• Exercise brief
Each line below that includes the word "references" is to be reported.

[Stored data entries]
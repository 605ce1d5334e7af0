//! Shared helpers for the integration tests.

use common::test_helpers::{RecordingConnection, RecordingProtocol};
use common::Protocol;
use std::sync::Arc;

/// Build a recording connection/protocol pair plus the trait-object handle
/// the pool API takes.
#[allow(dead_code)]
pub fn mk_protocol() -> (
    Arc<RecordingConnection>,
    Arc<RecordingProtocol>,
    Arc<dyn Protocol>,
) {
    let connection = RecordingConnection::new();
    let protocol = RecordingProtocol::new(connection.clone());
    let dyn_protocol: Arc<dyn Protocol> = protocol.clone();
    (connection, protocol, dyn_protocol)
}

/// A protocol that never had a connection.
#[allow(dead_code)]
pub fn mk_disconnected_protocol() -> (Arc<RecordingProtocol>, Arc<dyn Protocol>) {
    let protocol = RecordingProtocol::disconnected();
    let dyn_protocol: Arc<dyn Protocol> = protocol.clone();
    (protocol, dyn_protocol)
}
pub mod buffer;
pub mod config;
pub mod error;
pub mod metrics;
pub mod pool;
pub mod sweep;

pub use buffer::{BufferState, LENGTH_PREFIX_BYTES};
pub use config::{GrowthPolicy, PoolConfig};
pub use pool::MessagePool;
pub use sweep::spawn_flush_loop;

/// Initialize a tracing subscriber for tests. Safe to call multiple times.
pub fn init_test_tracing() {
    use std::sync::Once;
    static START: Once = Once::new();
    START.call_once(|| {
        let _ = tracing_subscriber::fmt()
            .with_env_filter(tracing_subscriber::EnvFilter::from_default_env())
            .try_init();
    });
}
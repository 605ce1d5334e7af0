use crate::buffer::LENGTH_PREFIX_BYTES;
use crate::error::ConfigError;
use serde::{Deserialize, Serialize};

/// Payload bytes above which an auto-send buffer is flushed by the sweep
pub const DEFAULT_SIZE_THRESHOLD: usize = 1024;

/// Milliseconds an auto-send buffer may age before the sweep flushes it
pub const DEFAULT_MAX_LATENCY_MS: u64 = 50;

/// Payload capacity of a single buffer, length prefix excluded
pub const DEFAULT_BUFFER_CAPACITY: usize = 4096;

/// Buffers pre-allocated at pool construction
pub const DEFAULT_INITIAL_BUFFERS: usize = 32;

/// What the pool does when a buffer is requested and none are free.
#[derive(Debug, Clone, Copy, PartialEq, Eq, Serialize, Deserialize)]
pub enum GrowthPolicy {
    /// Always grow; a caller is never refused a buffer. Memory is unbounded
    /// under pathological load.
    Unbounded,
    /// Grow up to the given number of buffers, then refuse acquisition.
    Bounded(usize),
}

impl Default for GrowthPolicy {
    fn default() -> Self {
        Self::Unbounded
    }
}

/// Pool tuning knobs. The two flush thresholds are independent: size keeps
/// large messages moving, age bounds how long a small one can sit batched.
#[derive(Debug, Clone, PartialEq, Eq, Serialize, Deserialize)]
pub struct PoolConfig {
    /// Payload capacity in bytes of each buffer, length prefix excluded
    pub buffer_capacity: usize,
    /// Flush an auto-send buffer once its payload exceeds this many bytes
    pub size_threshold: usize,
    /// Flush an auto-send buffer once it has waited longer than this
    pub max_latency_ms: u64,
    /// Buffers created up front at pool construction
    pub initial_buffers: usize,
    /// Growth behavior when no free buffer exists
    pub growth: GrowthPolicy,
}

impl Default for PoolConfig {
    fn default() -> Self {
        Self {
            buffer_capacity: DEFAULT_BUFFER_CAPACITY,
            size_threshold: DEFAULT_SIZE_THRESHOLD,
            max_latency_ms: DEFAULT_MAX_LATENCY_MS,
            initial_buffers: DEFAULT_INITIAL_BUFFERS,
            growth: GrowthPolicy::default(),
        }
    }
}

impl PoolConfig {
    /// Check the invariants the pool relies on. The payload length must fit
    /// the u16 length prefix, so the capacity is capped accordingly.
    pub fn validate(&self) -> Result<(), ConfigError> {
        if self.buffer_capacity == 0 {
            return Err(ConfigError::ZeroCapacity);
        }
        let max = u16::MAX as usize;
        if self.buffer_capacity > max {
            return Err(ConfigError::CapacityTooLarge {
                capacity: self.buffer_capacity,
                max,
            });
        }
        if let GrowthPolicy::Bounded(bound) = self.growth {
            if bound == 0 {
                return Err(ConfigError::ZeroBound);
            }
            if self.initial_buffers > bound {
                return Err(ConfigError::InitialExceedsBound {
                    initial: self.initial_buffers,
                    bound,
                });
            }
        }
        Ok(())
    }

    /// Total bytes one buffer occupies, prefix included.
    pub fn frame_capacity(&self) -> usize {
        self.buffer_capacity + LENGTH_PREFIX_BYTES
    }
}

#[cfg(test)]
mod tests {
    use super::*;

    #[test]
    fn defaults_are_valid() {
        let config = PoolConfig::default();
        assert!(config.validate().is_ok());
        assert_eq!(config.size_threshold, 1024);
        assert_eq!(config.max_latency_ms, 50);
        assert_eq!(config.growth, GrowthPolicy::Unbounded);
    }

    #[test]
    fn zero_capacity_rejected() {
        let config = PoolConfig {
            buffer_capacity: 0,
            ..Default::default()
        };
        assert_eq!(config.validate(), Err(ConfigError::ZeroCapacity));
    }

    #[test]
    fn capacity_beyond_prefix_range_rejected() {
        let config = PoolConfig {
            buffer_capacity: u16::MAX as usize + 1,
            ..Default::default()
        };
        assert!(matches!(
            config.validate(),
            Err(ConfigError::CapacityTooLarge { .. })
        ));
    }

    #[test]
    fn bounded_growth_validated() {
        let config = PoolConfig {
            growth: GrowthPolicy::Bounded(0),
            ..Default::default()
        };
        assert_eq!(config.validate(), Err(ConfigError::ZeroBound));

        let config = PoolConfig {
            initial_buffers: 8,
            growth: GrowthPolicy::Bounded(4),
            ..Default::default()
        };
        assert_eq!(
            config.validate(),
            Err(ConfigError::InitialExceedsBound {
                initial: 8,
                bound: 4
            })
        );
    }

    #[test]
    fn frame_capacity_includes_prefix() {
        let config = PoolConfig {
            buffer_capacity: 100,
            ..Default::default()
        };
        assert_eq!(config.frame_capacity(), 102);
    }
}
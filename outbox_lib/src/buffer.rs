//! Reusable outbound message buffer.
//!
//! A buffer carries one protocol message's bytes plus a small lifecycle tag.
//! It has no synchronization of its own: every access goes through the
//! pool's lock.

use bytes::BytesMut;
use common::{Connection, Protocol};
use std::sync::Weak;

use crate::error::WriteError;

/// Reserved header space at the front of every frame for the little-endian
/// u16 length prefix, written just before transmission.
pub const LENGTH_PREFIX_BYTES: usize = 2;

/// Lifecycle tag of a pooled buffer.
#[derive(Debug, Clone, Copy, PartialEq, Eq)]
pub enum BufferState {
    /// Unused; available for acquisition.
    Free,
    /// In use; eligible for the automatic flush sweep.
    Allocated,
    /// In use; the caller takes responsibility for sending it explicitly.
    AllocatedNoAutosend,
    /// Handed to transport; awaiting the completion confirmation.
    Waiting,
}

impl BufferState {
    /// Payload may only be mutated in the two allocated states.
    pub fn is_writable(self) -> bool {
        matches!(self, Self::Allocated | Self::AllocatedNoAutosend)
    }
}

pub(crate) struct MessageBuffer {
    /// Frame bytes: the reserved prefix region followed by the payload.
    payload: BytesMut,
    /// Maximum payload bytes, prefix excluded.
    capacity: usize,
    pub(crate) state: BufferState,
    /// Pool tick at acquisition time, for the age-based flush decision.
    pub(crate) created_at_tick: u64,
    /// Non-owning back-references to the collaborators using this buffer.
    /// A failed upgrade is the "peer went away" signal.
    pub(crate) protocol: Option<Weak<dyn Protocol>>,
    pub(crate) connection: Option<Weak<dyn Connection>>,
}

impl MessageBuffer {
    pub(crate) fn new(capacity: usize) -> Self {
        let mut buffer = Self {
            payload: BytesMut::with_capacity(capacity + LENGTH_PREFIX_BYTES),
            capacity,
            state: BufferState::Free,
            created_at_tick: 0,
            protocol: None,
            connection: None,
        };
        buffer.reset();
        buffer
    }

    /// Recycle: payload truncated back to the reserved prefix region, state
    /// back to `Free`, collaborator references dropped.
    pub(crate) fn reset(&mut self) {
        self.payload.clear();
        self.payload.extend_from_slice(&[0u8; LENGTH_PREFIX_BYTES]);
        self.state = BufferState::Free;
        self.protocol = None;
        self.connection = None;
    }

    /// Payload bytes written so far, prefix excluded.
    pub(crate) fn payload_len(&self) -> usize {
        self.payload.len() - LENGTH_PREFIX_BYTES
    }

    pub(crate) fn remaining(&self) -> usize {
        self.capacity - self.payload_len()
    }

    pub(crate) fn append(&mut self, bytes: &[u8]) -> Result<(), WriteError> {
        if !self.state.is_writable() {
            return Err(WriteError::InvalidState { state: self.state });
        }
        let remaining = self.remaining();
        if bytes.len() > remaining {
            return Err(WriteError::Overflow {
                requested: bytes.len(),
                remaining,
            });
        }
        self.payload.extend_from_slice(bytes);
        Ok(())
    }

    /// Write the final payload length into the reserved header region.
    /// Called exactly once per send, after all payload writes are complete.
    /// The cast is safe: configuration caps the capacity at `u16::MAX`.
    pub(crate) fn write_length_prefix(&mut self) {
        let len = self.payload_len() as u16;
        self.payload[..LENGTH_PREFIX_BYTES].copy_from_slice(&len.to_le_bytes());
    }

    /// Complete frame as handed to the transport: prefix plus payload.
    pub(crate) fn frame(&self) -> &[u8] {
        &self.payload
    }
}
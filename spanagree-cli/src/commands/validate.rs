//! Validate command implementation

use crate::config::CliConfig;
use anyhow::Result;
use clap::Args;
use std::path::PathBuf;

/// Arguments for the validate command
#[derive(Debug, Args)]
pub struct ValidateArgs {
    /// Path to the settings file to validate
    #[arg(short, long, value_name = "FILE", required = true)]
    pub config: PathBuf,
}

impl ValidateArgs {
    /// Execute the validate command
    pub fn execute(&self) -> Result<()> {
        println!("Validating settings: {}", self.config.display());

        match CliConfig::load(Some(&self.config)) {
            Ok(config) => {
                let settings = &config.settings;
                println!("✓ Settings are valid!");
                println!(
                    "  Overlap threshold:   {}",
                    settings.scoring.overlap_threshold
                );
                println!(
                    "  Require label match: {}",
                    settings.scoring.require_label_match
                );
                println!(
                    "  Repair error limit:  {}",
                    settings.repair.max_reported_errors
                );
                println!(
                    "  Batch error limit:   {}",
                    settings.batch.max_reported_errors
                );
                println!(
                    "  Worker threads:      {}",
                    config.worker_threads(None)
                );
                Ok(())
            }
            Err(e) => {
                println!("✗ Settings are invalid!");
                println!("  Error: {e:#}");
                Err(e.context("Validation failed"))
            }
        }
    }
}
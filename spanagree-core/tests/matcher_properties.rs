//! Property tests for matching, position accuracy and repair

use proptest::prelude::*;
use spanagree_core::{
    needs_repair, position_accuracy, repair, AccuracyMetrics, OverlapMatcher, ScoringConfig, Span,
};

fn span_strategy() -> impl Strategy<Value = Span> {
    (0usize..200, 1usize..40, prop::sample::select(vec!["bias", "Doubt", "Smears"])).prop_map(
        |(start, len, label)| Span::new(start, start + len, "x", vec![label.to_string()]).unwrap(),
    )
}

fn spans_strategy() -> impl Strategy<Value = Vec<Span>> {
    prop::collection::vec(span_strategy(), 0..12)
}

fn config_strategy() -> impl Strategy<Value = ScoringConfig> {
    (0.0f64..=1.0, any::<bool>()).prop_map(|(threshold, labels)| ScoringConfig {
        overlap_threshold: threshold,
        require_label_match: labels,
    })
}

proptest! {
    #[test]
    fn test_true_positives_bounded_by_smaller_side(
        reference in spans_strategy(),
        candidate in spans_strategy(),
        config in config_strategy(),
    ) {
        let result = OverlapMatcher::new(config).match_spans(&reference, &candidate);
        prop_assert!(result.true_positives <= reference.len().min(candidate.len()));
    }

    #[test]
    fn test_counts_are_conserved(
        reference in spans_strategy(),
        candidate in spans_strategy(),
        config in config_strategy(),
    ) {
        let result = OverlapMatcher::new(config).match_spans(&reference, &candidate);
        prop_assert_eq!(result.true_positives + result.false_negatives, reference.len());
        prop_assert_eq!(result.true_positives + result.false_positives, candidate.len());
        prop_assert_eq!(result.pairs.len(), result.true_positives);
    }

    #[test]
    fn test_matching_is_one_to_one(
        reference in spans_strategy(),
        candidate in spans_strategy(),
    ) {
        let result = OverlapMatcher::default().match_spans(&reference, &candidate);
        let mut seen_reference = vec![false; reference.len()];
        let mut seen_candidate = vec![false; candidate.len()];
        for pair in &result.pairs {
            prop_assert!(!seen_reference[pair.reference_index]);
            prop_assert!(!seen_candidate[pair.candidate_index]);
            seen_reference[pair.reference_index] = true;
            seen_candidate[pair.candidate_index] = true;
            prop_assert!(pair.overlap > 0);
        }
    }

    #[test]
    fn test_matching_is_deterministic(
        reference in spans_strategy(),
        candidate in spans_strategy(),
    ) {
        let matcher = OverlapMatcher::default();
        let first = matcher.match_spans(&reference, &candidate);
        let second = matcher.match_spans(&reference, &candidate);
        prop_assert_eq!(first, second);
    }

    #[test]
    fn test_matches_need_an_overlapping_partner(
        reference in spans_strategy(),
        candidate in spans_strategy(),
        config in config_strategy(),
    ) {
        let lenient = OverlapMatcher::default().match_spans(&reference, &candidate);
        let strict = OverlapMatcher::new(config).match_spans(&reference, &candidate);
        // Every matched reference span has at least one overlapping candidate
        let with_partner = |r: &Span| candidate.iter().any(|c| r.overlaps(c));
        prop_assert!(strict.true_positives <= reference.iter().filter(|r| with_partner(r)).count());
        prop_assert!(lenient.true_positives <= reference.iter().filter(|r| with_partner(r)).count());
    }

    #[test]
    fn test_position_accuracy_bounds(
        reference in spans_strategy(),
        candidate in spans_strategy(),
    ) {
        let score = position_accuracy(&reference, &candidate);
        prop_assert!((0.0..=1.0).contains(&score));

        match (reference.is_empty(), candidate.is_empty()) {
            (true, true) => prop_assert_eq!(score, 1.0),
            (true, false) | (false, true) => prop_assert_eq!(score, 0.0),
            _ => {}
        }
    }

    #[test]
    fn test_position_accuracy_is_symmetric(
        reference in spans_strategy(),
        candidate in spans_strategy(),
    ) {
        prop_assert_eq!(
            position_accuracy(&reference, &candidate),
            position_accuracy(&candidate, &reference)
        );
    }

    #[test]
    fn test_metrics_bounded(
        tp in 0usize..1000,
        fp in 0usize..1000,
        fn_count in 0usize..1000,
    ) {
        let metrics = AccuracyMetrics::from_counts(tp, fp, fn_count);
        prop_assert!((0.0..=1.0).contains(&metrics.precision));
        prop_assert!((0.0..=1.0).contains(&metrics.recall));
        prop_assert!((0.0..=1.0).contains(&metrics.f1_score));
        prop_assert!(!metrics.f1_score.is_nan());
    }

    #[test]
    fn test_repair_of_correct_span_is_noop(
        prefix in "[a-zęėųš ]{0,20}",
        word in "[A-Za-zĄČĘĖĮŠŲŪŽąčęėįšųūž]{1,12}",
        suffix in "[a-zęėųš ]{0,20}",
    ) {
        let content = format!("{prefix}{word}{suffix}");
        // The word is the first place its text occurs
        prop_assume!(content.find(word.as_str()) == Some(prefix.len()));

        let start = prefix.chars().count();
        let end = start + word.chars().count();
        let span = Span::new(start, end, word.clone(), vec!["bias".to_string()]).unwrap();

        prop_assert!(!needs_repair(&span, &content));
        let repaired = repair(&span, &content).unwrap();
        prop_assert_eq!(repaired.span, span);
    }
}
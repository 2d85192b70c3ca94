//! CLI command implementations

use anyhow::Result;
use clap::Subcommand;

pub mod compare;
pub mod generate_config;
pub mod recalculate;
pub mod repair;
pub mod validate;

/// Available CLI commands
#[derive(Debug, Subcommand)]
pub enum Commands {
    /// Score model annotations against expert annotations
    Compare(compare::CompareArgs),

    /// Recompute position accuracy of stored metrics
    Recalculate(recalculate::RecalculateArgs),

    /// Repair stale span offsets in annotated texts
    Repair(repair::RepairArgs),

    /// Write a settings file template
    GenerateConfig(generate_config::GenerateConfigArgs),

    /// Check a settings file
    Validate(validate::ValidateArgs),
}

impl Commands {
    /// Run the selected command
    pub fn execute(&self) -> Result<()> {
        match self {
            Commands::Compare(args) => args.execute(),
            Commands::Recalculate(args) => args.execute(),
            Commands::Repair(args) => args.execute(),
            Commands::GenerateConfig(args) => args.execute(),
            Commands::Validate(args) => args.execute(),
        }
    }
}

/// Initialize logging based on verbosity level.
///
/// Repeated calls keep the first logger, so commands can run more than
/// once in a process.
pub(crate) fn init_logging(verbose: u8, quiet: bool) {
    let log_level = match (quiet, verbose) {
        (true, _) => "error",
        (false, 0) => "warn",
        (false, 1) => "info",
        (false, 2) => "debug",
        _ => "trace",
    };

    let _ = env_logger::Builder::from_env(env_logger::Env::default().default_filter_or(log_level))
        .try_init();
}

/// Print a bounded error list with a count of suppressed messages
pub(crate) fn print_errors(errors: &[String], suppressed: usize) {
    for error in errors {
        println!("  - {error}");
    }
    if suppressed > 0 {
        println!("  ... and {suppressed} more");
    }
}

• Answer space
    /// Non-owning back-references to the collaborators using this buffer.
    /// back to `Free`, collaborator references dropped.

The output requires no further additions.